Mehr Anwendungsbezug gefordert
Die US-amerikanische Ethikkommission NSABB kam im Mai 2016 zu keinem klaren Ergebnis in diesem Punkt: Die »Gain of Function«-Forschung erhöhe zwar den Wissensstand, doch ob sie auch vor der nächsten Epidemie wappne, sei unklar. »Dieser Punkt ist umstritten, mit starken Stimmen dafür und dagegen«, heißt es knapp im sonst umfangreichen Bericht. Bei der Recherche bin ich allerdings auf einen Fall gestoßen, der aufhorchen lässt: Ein Team der University of Maryland in den USA hat H7N1-Viren manipuliert, um sie unter Säugetieren leichter übertragbar zu machen. Simon Wain-Hobson vom Institut Pasteur in Paris ist über diese Studie entsetzt, weil dieses Virus noch nicht bei Menschen beobachtet worden ist. Ging es bei dem Experiment tatsächlich darum, die Welt auf eine mögliche Pandemie vorzubereiten?

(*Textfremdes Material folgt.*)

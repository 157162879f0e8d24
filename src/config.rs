// src/config.rs
//
// Central configuration for the two-arm door task.
//
// This is the single source of truth for the tuning constants of the
// task: attachment proximity, control gains, reward strategy selection,
// episode horizon, observation scaling. Sub-configs mirror the
// subsystems that consume them.
//
// Selector enums (`RewardKind`, `RewardRemap`, `ActionType`) parse from
// lowercase strings; an unrecognized string is a setup-time
// configuration error, never a silent fallback.

use serde::{Deserialize, Serialize};

use crate::domain_rand::DomainRandConfig;
use crate::error::TaskError;

#[derive(Debug, Clone)]
pub struct TaskConfig {
    /// Human-readable config / release version.
    pub version: &'static str,
    /// Number of parallel environments in the batch.
    pub num_envs: usize,
    /// Action decoding + control gains.
    pub control: ControlConfig,
    /// Attachment proximity + registry filtering.
    pub attach: AttachConfig,
    /// Reward strategy + goal-layer constants.
    pub reward: RewardConfig,
    /// Episode horizon settings.
    pub episode: EpisodeConfig,
    /// Observation scaling.
    pub observation: ObservationConfig,
    /// Reset-noise domain randomization.
    pub domain_rand: DomainRandConfig,
}

impl Default for TaskConfig {
    fn default() -> Self {
        Self {
            version: "dualdoor-0.1",
            num_envs: 16,
            control: ControlConfig::default(),
            attach: AttachConfig::default(),
            reward: RewardConfig::default(),
            episode: EpisodeConfig::default(),
            observation: ObservationConfig::default(),
            domain_rand: DomainRandConfig::default(),
        }
    }
}

impl TaskConfig {
    /// Validate value ranges and supported control paths.
    ///
    /// Called once at task construction; any error here aborts startup.
    pub fn validate(&self) -> Result<(), TaskError> {
        if self.num_envs == 0 {
            return Err(TaskError::Config("num_envs must be positive".to_string()));
        }
        if !self.control.use_relative_control {
            return Err(TaskError::Unimplemented(
                "absolute control is not implemented; set use_relative_control".to_string(),
            ));
        }
        if self.control.dt <= 0.0 {
            return Err(TaskError::Config(format!(
                "control dt must be positive, got {}",
                self.control.dt
            )));
        }
        if self.control.control_freq_inv == 0 {
            return Err(TaskError::Config(
                "control_freq_inv must be at least 1".to_string(),
            ));
        }
        if self.attach.proximity_threshold <= 0.0 {
            return Err(TaskError::Config(format!(
                "attachment proximity threshold must be positive, got {}",
                self.attach.proximity_threshold
            )));
        }
        if self.attach.height_band.0 >= self.attach.height_band.1 {
            return Err(TaskError::Config(format!(
                "attachment height band is empty: ({}, {})",
                self.attach.height_band.0, self.attach.height_band.1
            )));
        }
        if self.reward.success_tolerance <= 0.0 {
            return Err(TaskError::Config(
                "success tolerance must be positive".to_string(),
            ));
        }
        match self.control.action_type {
            ActionType::JointPose | ActionType::DummyInteractionSphere => {}
            other => {
                return Err(TaskError::Unimplemented(format!(
                    "action type '{}' is not supported by this task",
                    other.as_str()
                )));
            }
        }
        Ok(())
    }

    /// Effective episode horizon in control steps.
    ///
    /// When `reset_time` is set, the horizon is derived from wall-clock
    /// reset time and control frequency; otherwise `max_episode_length`
    /// is used directly.
    pub fn horizon(&self) -> u64 {
        self.episode
            .horizon(self.control.dt, self.control.control_freq_inv)
    }
}

/// Action vector layout / control path selector.
#[derive(Debug, Clone, Copy, PartialEq, Eq, Serialize, Deserialize)]
pub enum ActionType {
    /// Relative joint-position control of both arms; no attachment.
    JointPose,
    /// Attractor-driven end-effector control. Declared but unsupported.
    EndEffectorPose,
    /// Articulated dummy-interaction agent. Declared but unsupported.
    DummyInteraction,
    /// Free sphere proxy per arm: position servo until attached, then
    /// open-loop force on the attached body.
    DummyInteractionSphere,
}

impl ActionType {
    /// Stable lowercase name (used in logs / CLI).
    pub fn as_str(&self) -> &'static str {
        match self {
            ActionType::JointPose => "joint_pose",
            ActionType::EndEffectorPose => "end_effector_pose",
            ActionType::DummyInteraction => "dummy_interaction",
            ActionType::DummyInteractionSphere => "dummy_interaction_sphere",
        }
    }

    /// Parse an action-type name. Returns None if unrecognized.
    pub fn parse(s: &str) -> Option<ActionType> {
        match s.trim().to_ascii_lowercase().as_str() {
            "joint_pose" => Some(ActionType::JointPose),
            "end_effector_pose" => Some(ActionType::EndEffectorPose),
            "dummy_interaction" => Some(ActionType::DummyInteraction),
            "dummy_interaction_sphere" => Some(ActionType::DummyInteractionSphere),
            _ => None,
        }
    }

    /// Whether this action type carries a force head and therefore
    /// exposes attachment state in observations.
    pub fn exposes_attachment(&self) -> bool {
        matches!(self, ActionType::DummyInteractionSphere)
    }

    /// Per-arm action dimension, given the number of actuated DOFs on
    /// one arm.
    pub fn per_arm_dim(&self, arm_dofs: usize) -> usize {
        match self {
            ActionType::JointPose => arm_dofs,
            // position head + force direction (3) + force magnitude (1)
            ActionType::DummyInteractionSphere => arm_dofs + 4,
            // 3 pos + 4 quat + 1 gripper
            ActionType::EndEffectorPose => 8,
            // (6 + 2) articulation + 3 force
            ActionType::DummyInteraction => 11,
        }
    }
}

/// Control gains and action decoding.
#[derive(Debug, Clone)]
pub struct ControlConfig {
    pub action_type: ActionType,
    /// Only relative (delta) control is implemented; absolute control
    /// fails fast at construction.
    pub use_relative_control: bool,
    /// Scale applied to position-head actions before integration.
    pub dof_speed_scale: f64,
    /// Simulation timestep in seconds.
    pub dt: f64,
    /// Physics substeps per control step.
    pub control_freq_inv: u32,
    /// Global scale for post-attachment world-space forces.
    pub force_scale: f64,
    /// Joint position written to an arm's DOFs while it is force
    /// controlled, parking the proxy outside the workspace.
    pub passive_dof_value: f64,
}

impl Default for ControlConfig {
    fn default() -> Self {
        Self {
            action_type: ActionType::DummyInteractionSphere,
            use_relative_control: true,
            dof_speed_scale: 20.0,
            dt: 1.0 / 60.0,
            control_freq_inv: 1,
            force_scale: 500.0,
            passive_dof_value: 3.0,
        }
    }
}

/// Attachment proximity + registry filtering thresholds.
#[derive(Debug, Clone)]
pub struct AttachConfig {
    /// Latch distance between an arm proxy and a registered point.
    pub proximity_threshold: f64,
    /// Admissible world-height band for registered points; points whose
    /// computed world z falls outside are discarded at setup.
    pub height_band: (f64, f64),
}

impl Default for AttachConfig {
    fn default() -> Self {
        Self {
            proximity_threshold: 0.1,
            height_band: (0.25, 0.70),
        }
    }
}

/// Reward strategy selector.
#[derive(Debug, Clone, Copy, PartialEq, Eq, Serialize, Deserialize)]
pub enum RewardKind {
    /// Externally supplied embedding-distance value per environment.
    Embedding,
    /// Closed-form function of the two door-leaf angles.
    Handcrafted,
    /// One of a small family of generated candidate reward shapes,
    /// selected deterministically from `candidate_seed`.
    Candidate,
}

impl RewardKind {
    pub fn as_str(&self) -> &'static str {
        match self {
            RewardKind::Embedding => "embedding",
            RewardKind::Handcrafted => "handcrafted",
            RewardKind::Candidate => "candidate",
        }
    }

    /// Parse a reward-kind name. Returns None if unrecognized.
    pub fn parse(s: &str) -> Option<RewardKind> {
        match s.trim().to_ascii_lowercase().as_str() {
            "embedding" => Some(RewardKind::Embedding),
            "handcrafted" => Some(RewardKind::Handcrafted),
            "candidate" => Some(RewardKind::Candidate),
            _ => None,
        }
    }
}

/// Post-normalization remap applied to embedding rewards.
#[derive(Debug, Clone, Copy, PartialEq, Eq, Serialize, Deserialize)]
pub enum RewardRemap {
    /// `reward = 3 - value`.
    Plain,
    /// Asymmetric exponential: compress negatives, amplify positives.
    Efficiency,
}

impl RewardRemap {
    pub fn as_str(&self) -> &'static str {
        match self {
            RewardRemap::Plain => "plain",
            RewardRemap::Efficiency => "efficiency",
        }
    }

    pub fn parse(s: &str) -> Option<RewardRemap> {
        match s.trim().to_ascii_lowercase().as_str() {
            "plain" => Some(RewardRemap::Plain),
            "efficiency" => Some(RewardRemap::Efficiency),
            _ => None,
        }
    }
}

/// Reward strategy + goal-layer constants.
///
/// The goal layer (success / score) is independent of the selected
/// strategy: both are geometry-only functions of the leaf angles.
#[derive(Debug, Clone)]
pub struct RewardConfig {
    pub kind: RewardKind,
    /// Remap for the embedding strategy.
    pub remap: RewardRemap,
    /// Seed selecting the candidate variant (`seed % 3`).
    pub candidate_seed: u64,
    /// Tolerance around the goal angle (0) for `achieved_goal`, radians.
    pub success_tolerance: f64,
    /// Leaf angle treated as fully open for score normalization,
    /// radians. The door stop sits at 1.57, just inside pi/2, so the
    /// start-pose score is ~2e-4 rather than exactly 0.
    pub full_open_angle: f64,
}

impl Default for RewardConfig {
    fn default() -> Self {
        Self {
            kind: RewardKind::Handcrafted,
            remap: RewardRemap::Efficiency,
            candidate_seed: 0,
            success_tolerance: 0.2,
            full_open_angle: std::f64::consts::FRAC_PI_2,
        }
    }
}

/// Episode horizon settings.
#[derive(Debug, Clone)]
pub struct EpisodeConfig {
    /// Horizon in control steps (used when `reset_time` is unset).
    pub max_episode_length: u64,
    /// Wall-clock reset time in seconds; when positive the horizon is
    /// derived as `round(reset_time / (control_freq_inv * dt))`.
    pub reset_time: Option<f64>,
}

impl Default for EpisodeConfig {
    fn default() -> Self {
        Self {
            max_episode_length: 300,
            reset_time: None,
        }
    }
}

impl EpisodeConfig {
    pub fn horizon(&self, dt: f64, control_freq_inv: u32) -> u64 {
        match self.reset_time {
            Some(t) if t > 0.0 => (t / (control_freq_inv as f64 * dt)).round() as u64,
            _ => self.max_episode_length,
        }
    }
}

/// Observation scaling.
#[derive(Debug, Clone)]
pub struct ObservationConfig {
    /// Scale factor for joint velocities in the observation buffer.
    pub vel_obs_scale: f64,
}

impl Default for ObservationConfig {
    fn default() -> Self {
        Self { vel_obs_scale: 0.2 }
    }
}

#[cfg(test)]
mod tests {
    use super::*;

    #[test]
    fn default_config_validates() {
        assert!(TaskConfig::default().validate().is_ok());
    }

    #[test]
    fn absolute_control_fails_fast() {
        let mut cfg = TaskConfig::default();
        cfg.control.use_relative_control = false;
        assert!(matches!(cfg.validate(), Err(TaskError::Unimplemented(_))));
    }

    #[test]
    fn unsupported_action_types_fail_fast() {
        for at in [ActionType::EndEffectorPose, ActionType::DummyInteraction] {
            let mut cfg = TaskConfig::default();
            cfg.control.action_type = at;
            assert!(matches!(cfg.validate(), Err(TaskError::Unimplemented(_))));
        }
    }

    #[test]
    fn zero_envs_rejected() {
        let mut cfg = TaskConfig::default();
        cfg.num_envs = 0;
        assert!(matches!(cfg.validate(), Err(TaskError::Config(_))));
    }

    #[test]
    fn selector_parsing() {
        assert_eq!(
            RewardKind::parse("Handcrafted"),
            Some(RewardKind::Handcrafted)
        );
        assert_eq!(RewardKind::parse("embedding"), Some(RewardKind::Embedding));
        assert_eq!(RewardKind::parse("nope"), None);
        assert_eq!(
            RewardRemap::parse("efficiency"),
            Some(RewardRemap::Efficiency)
        );
        assert_eq!(
            ActionType::parse("dummy_interaction_sphere"),
            Some(ActionType::DummyInteractionSphere)
        );
        assert_eq!(ActionType::parse(""), None);
    }

    #[test]
    fn horizon_derived_from_reset_time() {
        let mut cfg = TaskConfig::default();
        cfg.control.dt = 0.01;
        cfg.control.control_freq_inv = 2;
        cfg.episode.reset_time = Some(6.0);
        // 6.0 / (2 * 0.01) = 300
        assert_eq!(cfg.horizon(), 300);

        cfg.episode.reset_time = None;
        cfg.episode.max_episode_length = 123;
        assert_eq!(cfg.horizon(), 123);
    }

    #[test]
    fn action_dims_match_layout() {
        assert_eq!(ActionType::DummyInteractionSphere.per_arm_dim(3), 7);
        assert_eq!(ActionType::JointPose.per_arm_dim(9), 9);
        assert!(ActionType::DummyInteractionSphere.exposes_attachment());
        assert!(!ActionType::JointPose.exposes_attachment());
    }
}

Die Virologen Michael Imperiale und Arturo Casadevall machen in ihrem aktuellen Debattenbeitrag zu dieser Frage einen neuen Vorschlag: Die »Gain of Function«-Forschung sollte sich auf konkrete, drängende Fragen konzentrieren. Denn wenn eine drohende Gefahr zu untersuchen ist, kann man das Risiko einer Laborpanne eher tragen als bei Experimenten der Grundlagenforschung, in denen es darum geht, die Funktionsweise von Viren besser zu verstehen. Die Wandlungsfähigkeit eines Virus zu untersuchen, das noch keinen Menschen befallen hat, dürfte wohl nicht zu den drängenden Problemen gehören.
Die Moral von der Geschichte: Wer die Gesellschaft einem Risiko aussetzt, sollte es in ihrem Interesse tun.